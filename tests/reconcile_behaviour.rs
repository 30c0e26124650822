//! Behavioural tests for lifecycle reconciliation driven through real
//! provider connections with a scripted SDK adapter.

use std::marker::PhantomData;
use std::sync::atomic::{AtomicU32, Ordering};
use std::sync::{Arc, Mutex, MutexGuard};
use std::time::Duration;

use camino::Utf8PathBuf;
use stratus::providers::aws::{AwsConnection, AwsCreateSpec, AwsCredentials};
use stratus::providers::rackspace::{
    RackspaceConnection, RackspaceCreateSpec, RackspaceCredentials,
};
use stratus::{
    ApiError, CancelToken, ComputeApi, ConnectionFuture, Credential, Instance, ProvisionError,
    WaitPolicy, create_or_recover,
};

fn lock<T>(mutex: &Mutex<T>) -> MutexGuard<'_, T> {
    mutex
        .lock()
        .unwrap_or_else(|err| panic!("lock poisoned: {err}"))
}

/// Scripted in-memory SDK adapter shared between the test and the
/// connection under test.
struct ScriptedApi<Spec> {
    instances: Mutex<Vec<Instance>>,
    created: Mutex<Vec<String>>,
    started: Mutex<Vec<String>>,
    active_state: &'static str,
    create_admin_password: Option<String>,
    _spec: PhantomData<fn(Spec)>,
}

impl<Spec> ScriptedApi<Spec> {
    fn new(active_state: &'static str, instances: Vec<Instance>) -> Arc<Self> {
        Arc::new(Self {
            instances: Mutex::new(instances),
            created: Mutex::new(Vec::new()),
            started: Mutex::new(Vec::new()),
            active_state,
            create_admin_password: None,
            _spec: PhantomData,
        })
    }
}

struct SharedApi<Spec>(Arc<ScriptedApi<Spec>>);

impl<Spec: Send + Sync> ComputeApi<Spec> for SharedApi<Spec> {
    fn list_by_name<'a>(&'a self, name: &'a str) -> ConnectionFuture<'a, Vec<Instance>, ApiError> {
        Box::pin(async move {
            Ok(lock(&self.0.instances)
                .iter()
                .filter(|instance| instance.name == name)
                .cloned()
                .collect())
        })
    }

    fn create<'a>(
        &'a self,
        name: &'a str,
        _spec: &'a Spec,
    ) -> ConnectionFuture<'a, Instance, ApiError> {
        Box::pin(async move {
            lock(&self.0.created).push(name.to_owned());
            let mut instance = Instance::new("srv-new", name, self.0.active_state);
            instance.public_ip = Some(String::from("203.0.113.10"));
            instance.admin_password = self.0.create_admin_password.clone();
            lock(&self.0.instances).push(instance.clone());
            Ok(instance)
        })
    }

    fn power_on<'a>(&'a self, instance_id: &'a str) -> ConnectionFuture<'a, (), ApiError> {
        Box::pin(async move {
            lock(&self.0.started).push(instance_id.to_owned());
            for instance in lock(&self.0.instances).iter_mut() {
                if instance.id == instance_id {
                    instance.raw_state = self.0.active_state.to_owned();
                    instance.public_ip = Some(String::from("203.0.113.10"));
                }
            }
            Ok(())
        })
    }

    fn power_off<'a>(&'a self, _instance_id: &'a str) -> ConnectionFuture<'a, (), ApiError> {
        Box::pin(async { Ok(()) })
    }

    fn destroy<'a>(&'a self, instance_id: &'a str) -> ConnectionFuture<'a, (), ApiError> {
        Box::pin(async move {
            lock(&self.0.instances).retain(|instance| instance.id != instance_id);
            Ok(())
        })
    }

    fn describe<'a>(
        &'a self,
        instance_id: &'a str,
    ) -> ConnectionFuture<'a, Option<Instance>, ApiError> {
        Box::pin(async move {
            Ok(lock(&self.0.instances)
                .iter()
                .find(|instance| instance.id == instance_id)
                .cloned())
        })
    }
}

fn aws_credentials() -> AwsCredentials {
    AwsCredentials {
        access_key_id: String::from("AKIA-TEST"),
        secret_access_key: String::from("secret"),
        region: String::from("eu-west-1"),
    }
}

fn aws_connection(api: &Arc<ScriptedApi<AwsCreateSpec>>) -> AwsConnection {
    let handle = Arc::clone(api);
    AwsConnection::new(aws_credentials(), move |_| {
        Box::new(SharedApi(Arc::clone(&handle)))
    })
}

/// AWS spec whose key-file check passes.
fn aws_spec(key_file: &tempfile::NamedTempFile) -> AwsCreateSpec {
    let ssh_key = Utf8PathBuf::from_path_buf(key_file.path().to_path_buf())
        .unwrap_or_else(|path| panic!("non-UTF-8 temp path: {}", path.display()));
    AwsCreateSpec {
        ssh_key,
        ..AwsCreateSpec::default()
    }
}

fn key_file() -> tempfile::NamedTempFile {
    tempfile::NamedTempFile::new().unwrap_or_else(|err| panic!("failed to create temp key: {err}"))
}

fn fast_policy() -> WaitPolicy {
    WaitPolicy {
        interval: Duration::from_millis(1),
        max_attempts: 10,
    }
}

fn named(id: &str, name: &str, state: &str) -> Instance {
    Instance::new(id, name, state)
}

#[tokio::test]
async fn running_namesake_rejects_creation_regardless_of_others() {
    let api = ScriptedApi::new(
        "running",
        vec![
            named("i-1", "web", "running"),
            named("i-2", "web", "stopped"),
            named("i-3", "web", "terminated"),
        ],
    );
    let conn = aws_connection(&api);
    let key = key_file();
    let err = create_or_recover(
        &conn,
        "web",
        &aws_spec(&key),
        None,
        None,
        &fast_policy(),
        &CancelToken::new(),
    )
    .await
    .expect_err("running namesake should reject the request");
    assert!(matches!(err, ProvisionError::DuplicateResource { .. }));
    assert!(lock(&api.created).is_empty());
    assert!(lock(&api.started).is_empty());
}

#[tokio::test]
async fn terminal_instances_are_invisible_to_creation() {
    let api = ScriptedApi::new("running", vec![named("i-old", "web", "terminated")]);
    let conn = aws_connection(&api);
    let key = key_file();
    let server = create_or_recover(
        &conn,
        "web",
        &aws_spec(&key),
        None,
        None,
        &fast_policy(),
        &CancelToken::new(),
    )
    .await
    .unwrap_or_else(|err| panic!("creation should proceed past terminal namesakes: {err}"));
    assert_eq!(lock(&api.created).as_slice(), ["web"]);
    assert_eq!(
        server.ip_address.map(|ip| ip.to_string()),
        Some(String::from("203.0.113.10"))
    );
    // Default user comes from the ubuntu OS label on the default spec.
    assert_eq!(server.access_user.as_deref(), Some("ubuntu"));
}

#[tokio::test]
async fn single_stopped_namesake_restarts_and_keeps_the_caller_credential() {
    let api = ScriptedApi::new("running", vec![named("i-1", "web", "stopped")]);
    let conn = aws_connection(&api);
    let key = key_file();
    let credential = Credential::Password(String::from("caller-pw"));
    let server = create_or_recover(
        &conn,
        "web",
        &aws_spec(&key),
        None,
        Some(credential.clone()),
        &fast_policy(),
        &CancelToken::new(),
    )
    .await
    .unwrap_or_else(|err| panic!("restart should succeed: {err}"));
    assert_eq!(lock(&api.started).as_slice(), ["i-1"]);
    assert!(lock(&api.created).is_empty());
    assert_eq!(server.access_credential, Some(credential));
}

#[tokio::test]
async fn two_stopped_namesakes_are_ambiguous() {
    let api = ScriptedApi::new(
        "running",
        vec![named("i-1", "web", "stopped"), named("i-2", "web", "stopped")],
    );
    let conn = aws_connection(&api);
    let key = key_file();
    let err = create_or_recover(
        &conn,
        "web",
        &aws_spec(&key),
        None,
        None,
        &fast_policy(),
        &CancelToken::new(),
    )
    .await
    .expect_err("two stopped namesakes should be ambiguous");
    assert!(matches!(
        err,
        ProvisionError::AmbiguousResource { count: 2, .. }
    ));
    assert!(lock(&api.started).is_empty());
}

#[tokio::test]
async fn rackspace_generated_password_becomes_the_credential() {
    let api = Arc::new(ScriptedApi::<RackspaceCreateSpec> {
        instances: Mutex::new(Vec::new()),
        created: Mutex::new(Vec::new()),
        started: Mutex::new(Vec::new()),
        active_state: "ACTIVE",
        create_admin_password: Some(String::from("generated-pw")),
        _spec: PhantomData,
    });
    let handle = Arc::clone(&api);
    let conn = RackspaceConnection::new(
        RackspaceCredentials {
            username: String::from("ops"),
            api_key: String::from("key"),
            region: String::from("lon"),
        },
        move |_| Box::new(SharedApi(Arc::clone(&handle))),
    );
    let spec = RackspaceCreateSpec {
        image_id: String::from("img-1"),
        ..RackspaceCreateSpec::default()
    };
    let server = create_or_recover(
        &conn,
        "web",
        &spec,
        None,
        None,
        &fast_policy(),
        &CancelToken::new(),
    )
    .await
    .unwrap_or_else(|err| panic!("creation should succeed: {err}"));
    assert_eq!(
        server.access_credential,
        Some(Credential::Password(String::from("generated-pw")))
    );
    assert_eq!(server.access_user.as_deref(), Some("root"));
}

#[tokio::test]
async fn sdk_adapter_is_built_once_and_reused() {
    let api = ScriptedApi::new("running", vec![named("i-old", "web", "terminated")]);
    let builds = Arc::new(AtomicU32::new(0));
    let handle = Arc::clone(&api);
    let build_counter = Arc::clone(&builds);
    let conn = AwsConnection::new(aws_credentials(), move |_| {
        build_counter.fetch_add(1, Ordering::SeqCst);
        Box::new(SharedApi(Arc::clone(&handle)))
    });
    let key = key_file();
    create_or_recover(
        &conn,
        "web",
        &aws_spec(&key),
        None,
        None,
        &fast_policy(),
        &CancelToken::new(),
    )
    .await
    .unwrap_or_else(|err| panic!("creation should succeed: {err}"));
    // One listing, one create, and several describes all share one adapter.
    assert_eq!(builds.load(Ordering::SeqCst), 1);
}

HOW TO COMPLETE THIS TASK —
Output exactly the lines of the records from the first through the one bearing "let mut instance", both ends included.

ANSWER BOX —
filename tests/reconcile_behaviour.rs
repository 30c0e26124650822
//! Behavioural tests for lifecycle reconciliation driven through real
//! provider connections with a scripted SDK adapter.

use std::marker::PhantomData;
use std::sync::atomic::{AtomicU32, Ordering};
use std::sync::{Arc, Mutex, MutexGuard};
use std::time::Duration;

use camino::Utf8PathBuf;
use stratus::providers::aws::{AwsConnection, AwsCreateSpec, AwsCredentials};
use stratus::providers::rackspace::{
    RackspaceConnection, RackspaceCreateSpec, RackspaceCredentials,
};
use stratus::{
    ApiError, CancelToken, ComputeApi, ConnectionFuture, Credential, Instance, ProvisionError,
    WaitPolicy, create_or_recover,
};

fn lock<T>(mutex: &Mutex<T>) -> MutexGuard<'_, T> {
    mutex
        .lock()
        .unwrap_or_else(|err| panic!("lock poisoned: {err}"))
}

/// Scripted in-memory SDK adapter shared between the test and the
/// connection under test.
struct ScriptedApi<Spec> {
    instances: Mutex<Vec<Instance>>,
    created: Mutex<Vec<String>>,
    started: Mutex<Vec<String>>,
    active_state: &'static str,
    create_admin_password: Option<String>,
    _spec: PhantomData<fn(Spec)>,
}

impl<Spec> ScriptedApi<Spec> {
    fn new(active_state: &'static str, instances: Vec<Instance>) -> Arc<Self> {
        Arc::new(Self {
            instances: Mutex::new(instances),
            created: Mutex::new(Vec::new()),
            started: Mutex::new(Vec::new()),
            active_state,
            create_admin_password: None,
            _spec: PhantomData,
        })
    }
}

struct SharedApi<Spec>(Arc<ScriptedApi<Spec>>);

impl<Spec: Send + Sync> ComputeApi<Spec> for SharedApi<Spec> {
    fn list_by_name<'a>(&'a self, name: &'a str) -> ConnectionFuture<'a, Vec<Instance>, ApiError> {
        Box::pin(async move {
            Ok(lock(&self.0.instances)
                .iter()
                .filter(|instance| instance.name == name)
                .cloned()
                .collect())
        })
    }

    fn create<'a>(
        &'a self,
        name: &'a str,
        _spec: &'a Spec,
    ) -> ConnectionFuture<'a, Instance, ApiError> {
        Box::pin(async move {
            lock(&self.0.created).push(name.to_owned());
            let mut instance = Instance::new("srv-new", name, self.0.active_state);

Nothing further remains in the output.